WHAT THE TASK REQUIRES
Tally every line of the listing below that holds "directory", then give the tally alone.

═══ DATASET RECORDS ═══

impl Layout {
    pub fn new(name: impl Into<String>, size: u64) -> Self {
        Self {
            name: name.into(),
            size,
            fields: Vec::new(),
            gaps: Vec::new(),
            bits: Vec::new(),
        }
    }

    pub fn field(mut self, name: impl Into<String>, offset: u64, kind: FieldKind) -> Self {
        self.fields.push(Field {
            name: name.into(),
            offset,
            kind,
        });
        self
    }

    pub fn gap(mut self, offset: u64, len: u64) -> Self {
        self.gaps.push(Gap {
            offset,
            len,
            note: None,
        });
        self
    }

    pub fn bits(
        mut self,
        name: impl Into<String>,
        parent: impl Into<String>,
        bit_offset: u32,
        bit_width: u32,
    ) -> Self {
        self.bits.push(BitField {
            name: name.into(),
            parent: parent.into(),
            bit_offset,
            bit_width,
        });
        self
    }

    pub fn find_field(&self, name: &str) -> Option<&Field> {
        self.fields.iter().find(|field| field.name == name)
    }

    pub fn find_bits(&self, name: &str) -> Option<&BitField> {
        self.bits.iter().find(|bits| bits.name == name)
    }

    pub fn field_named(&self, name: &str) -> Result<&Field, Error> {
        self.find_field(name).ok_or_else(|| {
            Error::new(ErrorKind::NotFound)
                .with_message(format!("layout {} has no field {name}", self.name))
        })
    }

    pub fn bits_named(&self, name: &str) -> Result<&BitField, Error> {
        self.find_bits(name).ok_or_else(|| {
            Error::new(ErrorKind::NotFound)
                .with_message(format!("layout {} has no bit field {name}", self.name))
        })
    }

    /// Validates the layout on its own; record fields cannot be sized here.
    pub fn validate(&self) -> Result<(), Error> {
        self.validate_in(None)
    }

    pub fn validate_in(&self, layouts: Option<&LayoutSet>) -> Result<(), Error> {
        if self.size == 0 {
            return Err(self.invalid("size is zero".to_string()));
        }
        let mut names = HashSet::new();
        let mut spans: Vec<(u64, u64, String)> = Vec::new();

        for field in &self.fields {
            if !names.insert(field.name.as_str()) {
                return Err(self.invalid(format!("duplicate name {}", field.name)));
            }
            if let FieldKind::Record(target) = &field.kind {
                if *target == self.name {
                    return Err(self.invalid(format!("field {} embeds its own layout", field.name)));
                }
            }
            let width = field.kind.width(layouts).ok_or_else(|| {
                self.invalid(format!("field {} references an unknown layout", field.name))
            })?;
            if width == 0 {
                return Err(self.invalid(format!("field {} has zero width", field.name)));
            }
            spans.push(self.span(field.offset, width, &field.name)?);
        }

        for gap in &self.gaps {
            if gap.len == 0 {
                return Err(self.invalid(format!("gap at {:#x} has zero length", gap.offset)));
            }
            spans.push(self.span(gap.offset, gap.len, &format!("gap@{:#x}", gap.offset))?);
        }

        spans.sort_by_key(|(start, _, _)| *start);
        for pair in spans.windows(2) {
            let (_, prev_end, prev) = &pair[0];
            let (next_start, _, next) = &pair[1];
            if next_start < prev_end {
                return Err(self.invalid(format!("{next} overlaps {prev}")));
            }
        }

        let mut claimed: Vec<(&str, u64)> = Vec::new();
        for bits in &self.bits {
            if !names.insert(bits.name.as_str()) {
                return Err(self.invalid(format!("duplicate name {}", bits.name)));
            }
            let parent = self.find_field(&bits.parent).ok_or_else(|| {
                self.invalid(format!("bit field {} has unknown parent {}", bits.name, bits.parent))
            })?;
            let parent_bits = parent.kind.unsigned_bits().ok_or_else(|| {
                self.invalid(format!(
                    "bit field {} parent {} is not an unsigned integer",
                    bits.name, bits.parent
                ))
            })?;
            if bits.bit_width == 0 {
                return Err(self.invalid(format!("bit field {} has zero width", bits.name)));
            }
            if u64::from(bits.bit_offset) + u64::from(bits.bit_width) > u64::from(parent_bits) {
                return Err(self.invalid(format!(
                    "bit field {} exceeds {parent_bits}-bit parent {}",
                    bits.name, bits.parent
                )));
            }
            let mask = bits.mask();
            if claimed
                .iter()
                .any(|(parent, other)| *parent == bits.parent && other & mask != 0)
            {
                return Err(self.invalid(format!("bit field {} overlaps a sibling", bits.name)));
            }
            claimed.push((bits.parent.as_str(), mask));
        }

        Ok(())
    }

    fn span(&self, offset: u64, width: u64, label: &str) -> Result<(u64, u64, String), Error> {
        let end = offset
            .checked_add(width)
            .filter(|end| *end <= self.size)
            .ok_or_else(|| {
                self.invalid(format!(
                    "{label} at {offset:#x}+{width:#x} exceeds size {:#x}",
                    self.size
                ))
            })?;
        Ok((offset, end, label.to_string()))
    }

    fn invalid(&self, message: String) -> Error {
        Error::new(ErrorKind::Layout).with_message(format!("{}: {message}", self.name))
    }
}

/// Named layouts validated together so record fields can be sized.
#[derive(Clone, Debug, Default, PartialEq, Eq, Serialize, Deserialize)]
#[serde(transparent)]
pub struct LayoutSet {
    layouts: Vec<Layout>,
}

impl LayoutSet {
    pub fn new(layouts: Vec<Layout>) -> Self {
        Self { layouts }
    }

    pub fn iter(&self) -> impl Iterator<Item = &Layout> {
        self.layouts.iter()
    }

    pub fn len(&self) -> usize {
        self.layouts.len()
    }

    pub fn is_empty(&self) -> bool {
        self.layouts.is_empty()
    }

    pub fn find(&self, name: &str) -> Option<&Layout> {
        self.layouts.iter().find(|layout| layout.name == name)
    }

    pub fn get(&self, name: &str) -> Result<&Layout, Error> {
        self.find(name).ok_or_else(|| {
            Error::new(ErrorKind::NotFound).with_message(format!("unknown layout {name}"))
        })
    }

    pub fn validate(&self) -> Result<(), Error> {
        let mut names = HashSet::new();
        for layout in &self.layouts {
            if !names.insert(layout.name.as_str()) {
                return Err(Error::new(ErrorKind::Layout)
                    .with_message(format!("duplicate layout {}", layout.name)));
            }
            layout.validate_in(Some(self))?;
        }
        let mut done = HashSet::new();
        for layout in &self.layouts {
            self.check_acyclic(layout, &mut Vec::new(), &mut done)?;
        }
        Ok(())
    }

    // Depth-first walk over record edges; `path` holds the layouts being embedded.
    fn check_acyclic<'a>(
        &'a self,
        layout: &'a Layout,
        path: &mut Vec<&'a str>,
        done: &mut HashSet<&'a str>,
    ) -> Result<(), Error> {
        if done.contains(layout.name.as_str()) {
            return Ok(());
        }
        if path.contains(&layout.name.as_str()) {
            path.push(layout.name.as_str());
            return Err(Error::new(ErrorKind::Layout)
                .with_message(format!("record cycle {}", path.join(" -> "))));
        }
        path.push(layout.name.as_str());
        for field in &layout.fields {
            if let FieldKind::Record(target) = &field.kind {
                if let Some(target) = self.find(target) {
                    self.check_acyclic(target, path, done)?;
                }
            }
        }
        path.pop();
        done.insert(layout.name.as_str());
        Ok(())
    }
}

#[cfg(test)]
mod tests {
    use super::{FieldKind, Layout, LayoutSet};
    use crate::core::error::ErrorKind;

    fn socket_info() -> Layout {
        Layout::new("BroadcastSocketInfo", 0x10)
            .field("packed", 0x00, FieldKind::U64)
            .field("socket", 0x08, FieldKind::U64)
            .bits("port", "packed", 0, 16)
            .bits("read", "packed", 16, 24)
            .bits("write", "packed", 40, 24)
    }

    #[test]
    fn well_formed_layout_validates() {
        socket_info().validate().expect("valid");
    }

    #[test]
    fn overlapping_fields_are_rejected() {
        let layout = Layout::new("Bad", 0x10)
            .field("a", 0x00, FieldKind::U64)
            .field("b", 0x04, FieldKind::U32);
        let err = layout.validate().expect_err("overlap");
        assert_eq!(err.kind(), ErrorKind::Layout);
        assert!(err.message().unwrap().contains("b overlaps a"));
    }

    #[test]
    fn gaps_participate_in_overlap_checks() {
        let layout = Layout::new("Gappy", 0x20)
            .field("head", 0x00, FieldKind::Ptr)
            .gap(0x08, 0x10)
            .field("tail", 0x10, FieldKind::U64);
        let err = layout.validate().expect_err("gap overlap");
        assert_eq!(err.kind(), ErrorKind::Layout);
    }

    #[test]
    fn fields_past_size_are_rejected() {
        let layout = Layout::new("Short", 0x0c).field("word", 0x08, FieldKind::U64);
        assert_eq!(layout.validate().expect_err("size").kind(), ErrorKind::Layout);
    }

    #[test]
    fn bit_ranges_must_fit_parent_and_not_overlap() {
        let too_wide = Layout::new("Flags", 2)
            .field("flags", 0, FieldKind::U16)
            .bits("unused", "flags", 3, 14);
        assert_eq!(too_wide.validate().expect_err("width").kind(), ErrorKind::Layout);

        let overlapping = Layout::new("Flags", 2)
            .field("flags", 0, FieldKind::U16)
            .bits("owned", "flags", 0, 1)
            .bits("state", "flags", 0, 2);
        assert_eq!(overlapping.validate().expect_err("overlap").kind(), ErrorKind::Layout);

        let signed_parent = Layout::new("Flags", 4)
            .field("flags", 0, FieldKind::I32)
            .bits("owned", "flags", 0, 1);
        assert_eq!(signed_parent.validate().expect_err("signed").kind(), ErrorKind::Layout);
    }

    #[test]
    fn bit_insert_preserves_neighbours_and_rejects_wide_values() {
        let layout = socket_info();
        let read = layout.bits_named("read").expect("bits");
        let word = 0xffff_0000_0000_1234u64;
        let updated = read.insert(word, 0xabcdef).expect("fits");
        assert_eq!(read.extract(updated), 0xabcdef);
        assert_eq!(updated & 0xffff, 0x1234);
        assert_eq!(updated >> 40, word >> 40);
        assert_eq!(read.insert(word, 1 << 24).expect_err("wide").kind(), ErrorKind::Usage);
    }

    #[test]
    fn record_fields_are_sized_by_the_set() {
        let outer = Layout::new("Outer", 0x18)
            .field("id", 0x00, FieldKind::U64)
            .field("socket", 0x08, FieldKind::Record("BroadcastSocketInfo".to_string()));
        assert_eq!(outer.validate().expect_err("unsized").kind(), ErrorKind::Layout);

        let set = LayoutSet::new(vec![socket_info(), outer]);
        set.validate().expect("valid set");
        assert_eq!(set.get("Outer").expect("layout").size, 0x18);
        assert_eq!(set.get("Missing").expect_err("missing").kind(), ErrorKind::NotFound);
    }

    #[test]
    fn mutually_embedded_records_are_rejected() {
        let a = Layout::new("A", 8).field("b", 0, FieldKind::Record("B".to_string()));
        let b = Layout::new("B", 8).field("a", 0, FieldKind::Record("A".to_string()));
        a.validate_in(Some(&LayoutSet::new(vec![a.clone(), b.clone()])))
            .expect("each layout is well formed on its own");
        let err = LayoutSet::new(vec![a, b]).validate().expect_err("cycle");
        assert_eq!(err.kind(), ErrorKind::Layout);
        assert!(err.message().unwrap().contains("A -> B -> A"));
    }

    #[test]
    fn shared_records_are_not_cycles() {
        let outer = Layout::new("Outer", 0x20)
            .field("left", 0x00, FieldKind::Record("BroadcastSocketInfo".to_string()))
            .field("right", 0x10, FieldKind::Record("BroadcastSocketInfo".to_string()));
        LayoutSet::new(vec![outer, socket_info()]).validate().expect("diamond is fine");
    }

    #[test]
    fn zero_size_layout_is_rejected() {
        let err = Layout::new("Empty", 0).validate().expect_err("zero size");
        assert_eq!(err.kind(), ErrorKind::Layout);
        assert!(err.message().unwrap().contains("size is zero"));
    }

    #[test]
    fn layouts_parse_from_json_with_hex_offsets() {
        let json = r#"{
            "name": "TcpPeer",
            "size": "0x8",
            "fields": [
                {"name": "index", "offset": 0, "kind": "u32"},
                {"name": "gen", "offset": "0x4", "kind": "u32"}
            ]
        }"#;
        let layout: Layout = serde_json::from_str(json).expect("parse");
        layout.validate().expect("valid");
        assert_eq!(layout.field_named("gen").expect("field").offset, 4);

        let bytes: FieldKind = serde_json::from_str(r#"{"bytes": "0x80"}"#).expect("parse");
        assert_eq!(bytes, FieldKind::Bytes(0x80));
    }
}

═══
═══ DATASET RECORDS ═══

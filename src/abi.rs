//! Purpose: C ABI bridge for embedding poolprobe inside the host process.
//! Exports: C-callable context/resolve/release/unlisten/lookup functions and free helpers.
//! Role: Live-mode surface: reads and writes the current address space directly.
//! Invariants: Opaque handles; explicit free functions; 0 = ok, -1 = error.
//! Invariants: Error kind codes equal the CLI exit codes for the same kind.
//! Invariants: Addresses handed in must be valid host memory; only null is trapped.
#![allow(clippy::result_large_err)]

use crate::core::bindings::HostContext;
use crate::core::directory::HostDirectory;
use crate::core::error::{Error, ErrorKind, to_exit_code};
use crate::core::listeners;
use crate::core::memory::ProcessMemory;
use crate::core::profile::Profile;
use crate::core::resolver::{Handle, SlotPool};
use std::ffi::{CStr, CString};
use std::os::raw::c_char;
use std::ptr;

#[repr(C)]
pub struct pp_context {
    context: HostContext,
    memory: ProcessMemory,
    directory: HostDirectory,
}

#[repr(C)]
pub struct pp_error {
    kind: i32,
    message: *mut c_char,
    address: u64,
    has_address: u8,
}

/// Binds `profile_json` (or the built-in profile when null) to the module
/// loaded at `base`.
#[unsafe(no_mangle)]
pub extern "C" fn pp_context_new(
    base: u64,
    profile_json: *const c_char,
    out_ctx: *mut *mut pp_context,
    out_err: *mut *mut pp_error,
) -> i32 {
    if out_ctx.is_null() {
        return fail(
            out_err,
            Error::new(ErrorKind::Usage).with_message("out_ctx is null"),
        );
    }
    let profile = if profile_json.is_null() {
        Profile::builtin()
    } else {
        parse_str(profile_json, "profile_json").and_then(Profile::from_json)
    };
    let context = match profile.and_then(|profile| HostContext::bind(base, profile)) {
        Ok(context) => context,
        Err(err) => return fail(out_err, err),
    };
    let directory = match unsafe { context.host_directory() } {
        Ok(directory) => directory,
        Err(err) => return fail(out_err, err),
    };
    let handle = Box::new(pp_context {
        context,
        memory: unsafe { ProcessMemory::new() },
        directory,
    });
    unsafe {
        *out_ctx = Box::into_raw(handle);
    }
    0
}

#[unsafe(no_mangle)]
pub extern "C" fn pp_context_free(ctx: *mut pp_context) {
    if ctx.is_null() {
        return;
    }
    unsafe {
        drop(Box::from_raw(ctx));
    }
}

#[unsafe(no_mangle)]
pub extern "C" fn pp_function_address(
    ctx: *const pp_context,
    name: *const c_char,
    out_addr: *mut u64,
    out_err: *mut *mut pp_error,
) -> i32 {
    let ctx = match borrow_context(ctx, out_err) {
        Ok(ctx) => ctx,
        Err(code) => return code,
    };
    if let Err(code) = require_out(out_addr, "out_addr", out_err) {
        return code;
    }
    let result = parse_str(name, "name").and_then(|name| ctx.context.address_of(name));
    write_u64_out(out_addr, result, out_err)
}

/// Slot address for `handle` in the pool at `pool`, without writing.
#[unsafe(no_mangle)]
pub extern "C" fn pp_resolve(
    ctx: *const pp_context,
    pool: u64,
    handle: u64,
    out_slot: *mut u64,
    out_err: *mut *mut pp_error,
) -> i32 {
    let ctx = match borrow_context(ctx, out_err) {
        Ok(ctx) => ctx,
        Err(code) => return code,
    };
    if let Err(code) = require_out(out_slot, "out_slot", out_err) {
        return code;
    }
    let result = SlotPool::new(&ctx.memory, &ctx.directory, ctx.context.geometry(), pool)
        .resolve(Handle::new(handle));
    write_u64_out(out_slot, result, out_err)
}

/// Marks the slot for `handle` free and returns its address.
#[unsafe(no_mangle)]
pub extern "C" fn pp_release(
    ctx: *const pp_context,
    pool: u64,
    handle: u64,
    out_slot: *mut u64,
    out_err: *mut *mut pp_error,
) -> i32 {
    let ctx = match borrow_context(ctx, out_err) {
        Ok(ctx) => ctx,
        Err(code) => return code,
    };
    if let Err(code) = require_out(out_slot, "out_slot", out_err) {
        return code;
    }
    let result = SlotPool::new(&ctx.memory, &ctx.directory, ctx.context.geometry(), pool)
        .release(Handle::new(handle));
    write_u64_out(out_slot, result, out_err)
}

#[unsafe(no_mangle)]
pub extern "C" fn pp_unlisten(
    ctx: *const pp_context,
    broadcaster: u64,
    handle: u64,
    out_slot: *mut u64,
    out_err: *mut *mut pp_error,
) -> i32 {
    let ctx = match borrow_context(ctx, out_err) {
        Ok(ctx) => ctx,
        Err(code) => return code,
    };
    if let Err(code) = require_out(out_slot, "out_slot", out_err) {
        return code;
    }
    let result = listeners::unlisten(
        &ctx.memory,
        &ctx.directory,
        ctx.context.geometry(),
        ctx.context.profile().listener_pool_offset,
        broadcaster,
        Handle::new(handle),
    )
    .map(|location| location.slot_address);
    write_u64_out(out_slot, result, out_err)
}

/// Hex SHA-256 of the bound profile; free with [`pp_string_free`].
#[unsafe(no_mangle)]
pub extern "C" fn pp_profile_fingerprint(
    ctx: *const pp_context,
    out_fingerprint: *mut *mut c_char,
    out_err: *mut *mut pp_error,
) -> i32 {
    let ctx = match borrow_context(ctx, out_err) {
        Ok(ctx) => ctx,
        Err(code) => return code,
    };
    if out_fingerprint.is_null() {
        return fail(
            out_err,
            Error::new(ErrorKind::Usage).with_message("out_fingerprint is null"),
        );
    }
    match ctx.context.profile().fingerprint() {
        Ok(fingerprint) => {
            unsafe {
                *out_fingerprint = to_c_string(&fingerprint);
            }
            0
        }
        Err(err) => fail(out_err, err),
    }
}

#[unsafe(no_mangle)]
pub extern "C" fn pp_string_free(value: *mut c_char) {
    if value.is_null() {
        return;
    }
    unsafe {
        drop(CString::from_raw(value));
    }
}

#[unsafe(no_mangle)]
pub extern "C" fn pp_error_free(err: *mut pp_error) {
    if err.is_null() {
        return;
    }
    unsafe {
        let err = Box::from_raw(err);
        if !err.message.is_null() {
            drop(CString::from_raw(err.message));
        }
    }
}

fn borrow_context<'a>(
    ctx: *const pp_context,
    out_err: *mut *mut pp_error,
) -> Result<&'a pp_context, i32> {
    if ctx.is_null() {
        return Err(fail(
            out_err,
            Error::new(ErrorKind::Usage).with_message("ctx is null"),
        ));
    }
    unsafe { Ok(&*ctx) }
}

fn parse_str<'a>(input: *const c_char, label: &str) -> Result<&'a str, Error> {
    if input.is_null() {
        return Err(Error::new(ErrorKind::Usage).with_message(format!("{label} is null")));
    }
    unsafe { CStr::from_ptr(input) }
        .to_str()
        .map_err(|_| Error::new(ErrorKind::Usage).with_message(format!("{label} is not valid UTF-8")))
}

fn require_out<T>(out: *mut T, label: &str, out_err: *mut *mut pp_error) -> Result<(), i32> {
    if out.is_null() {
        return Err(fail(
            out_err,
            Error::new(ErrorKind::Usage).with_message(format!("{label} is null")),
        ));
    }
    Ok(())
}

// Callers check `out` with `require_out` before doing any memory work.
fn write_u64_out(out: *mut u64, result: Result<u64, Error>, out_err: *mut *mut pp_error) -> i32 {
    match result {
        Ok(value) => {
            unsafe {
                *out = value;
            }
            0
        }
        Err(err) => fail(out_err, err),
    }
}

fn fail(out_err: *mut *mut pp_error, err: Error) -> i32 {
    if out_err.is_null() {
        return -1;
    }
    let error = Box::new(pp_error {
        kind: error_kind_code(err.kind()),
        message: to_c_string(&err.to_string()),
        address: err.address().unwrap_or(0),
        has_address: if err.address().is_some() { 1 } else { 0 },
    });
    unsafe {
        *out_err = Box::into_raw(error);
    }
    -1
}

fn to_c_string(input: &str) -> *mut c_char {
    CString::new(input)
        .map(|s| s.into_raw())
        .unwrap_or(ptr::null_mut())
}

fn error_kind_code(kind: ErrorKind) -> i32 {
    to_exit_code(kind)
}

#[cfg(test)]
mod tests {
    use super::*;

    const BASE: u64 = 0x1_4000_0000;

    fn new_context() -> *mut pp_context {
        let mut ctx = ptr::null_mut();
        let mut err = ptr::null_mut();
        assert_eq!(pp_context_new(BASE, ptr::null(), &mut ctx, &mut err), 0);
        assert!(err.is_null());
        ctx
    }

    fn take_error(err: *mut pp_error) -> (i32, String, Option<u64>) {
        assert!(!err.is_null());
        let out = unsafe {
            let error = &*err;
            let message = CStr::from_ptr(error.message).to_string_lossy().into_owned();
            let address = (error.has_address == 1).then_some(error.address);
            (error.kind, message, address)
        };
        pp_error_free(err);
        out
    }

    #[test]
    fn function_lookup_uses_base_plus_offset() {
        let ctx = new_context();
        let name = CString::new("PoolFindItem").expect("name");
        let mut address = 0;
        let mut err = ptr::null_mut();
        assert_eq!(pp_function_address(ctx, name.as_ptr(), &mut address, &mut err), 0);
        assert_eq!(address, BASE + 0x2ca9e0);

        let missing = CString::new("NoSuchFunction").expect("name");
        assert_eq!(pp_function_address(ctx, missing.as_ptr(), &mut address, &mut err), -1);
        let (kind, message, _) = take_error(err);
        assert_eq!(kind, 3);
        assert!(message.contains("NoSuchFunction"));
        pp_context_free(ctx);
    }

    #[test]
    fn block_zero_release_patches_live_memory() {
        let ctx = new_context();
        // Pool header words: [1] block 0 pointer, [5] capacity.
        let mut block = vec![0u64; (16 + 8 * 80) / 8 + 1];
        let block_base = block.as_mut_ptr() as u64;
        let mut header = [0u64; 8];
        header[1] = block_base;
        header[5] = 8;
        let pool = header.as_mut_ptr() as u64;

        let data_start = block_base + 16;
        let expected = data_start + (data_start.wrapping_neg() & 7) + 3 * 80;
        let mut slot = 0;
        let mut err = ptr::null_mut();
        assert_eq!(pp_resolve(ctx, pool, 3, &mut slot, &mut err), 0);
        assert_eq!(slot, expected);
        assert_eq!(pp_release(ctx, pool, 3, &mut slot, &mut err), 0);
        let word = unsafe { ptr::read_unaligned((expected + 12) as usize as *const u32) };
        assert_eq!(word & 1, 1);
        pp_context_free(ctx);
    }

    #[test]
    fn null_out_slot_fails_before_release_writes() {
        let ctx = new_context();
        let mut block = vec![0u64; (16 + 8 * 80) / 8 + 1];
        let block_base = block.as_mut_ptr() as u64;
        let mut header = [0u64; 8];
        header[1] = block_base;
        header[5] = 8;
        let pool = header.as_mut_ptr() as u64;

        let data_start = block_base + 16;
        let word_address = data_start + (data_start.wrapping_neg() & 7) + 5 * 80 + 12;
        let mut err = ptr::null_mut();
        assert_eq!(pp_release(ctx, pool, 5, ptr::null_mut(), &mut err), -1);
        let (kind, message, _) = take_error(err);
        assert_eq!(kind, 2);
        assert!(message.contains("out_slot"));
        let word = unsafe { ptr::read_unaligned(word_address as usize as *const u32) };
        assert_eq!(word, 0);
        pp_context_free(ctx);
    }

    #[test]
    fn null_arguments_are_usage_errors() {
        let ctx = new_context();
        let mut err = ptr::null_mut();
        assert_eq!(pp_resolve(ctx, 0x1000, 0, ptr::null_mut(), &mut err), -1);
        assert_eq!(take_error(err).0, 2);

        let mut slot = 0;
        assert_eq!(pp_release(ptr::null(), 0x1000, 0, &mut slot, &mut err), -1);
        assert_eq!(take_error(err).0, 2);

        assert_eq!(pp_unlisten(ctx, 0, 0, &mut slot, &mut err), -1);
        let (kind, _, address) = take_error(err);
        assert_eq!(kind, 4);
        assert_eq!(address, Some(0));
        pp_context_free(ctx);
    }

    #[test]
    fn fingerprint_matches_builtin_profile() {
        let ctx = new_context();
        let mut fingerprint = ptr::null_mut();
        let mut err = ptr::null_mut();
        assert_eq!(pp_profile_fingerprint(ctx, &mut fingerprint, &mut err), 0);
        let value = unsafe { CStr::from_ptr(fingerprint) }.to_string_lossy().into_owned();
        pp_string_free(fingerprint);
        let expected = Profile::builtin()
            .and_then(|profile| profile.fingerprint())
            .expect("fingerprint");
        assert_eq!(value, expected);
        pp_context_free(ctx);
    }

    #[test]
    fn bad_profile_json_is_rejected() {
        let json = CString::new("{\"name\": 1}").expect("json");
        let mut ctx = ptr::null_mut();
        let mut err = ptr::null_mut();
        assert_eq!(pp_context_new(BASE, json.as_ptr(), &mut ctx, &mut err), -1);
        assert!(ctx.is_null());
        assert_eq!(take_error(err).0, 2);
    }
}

═══

SOLUTION TO THIS TASK
8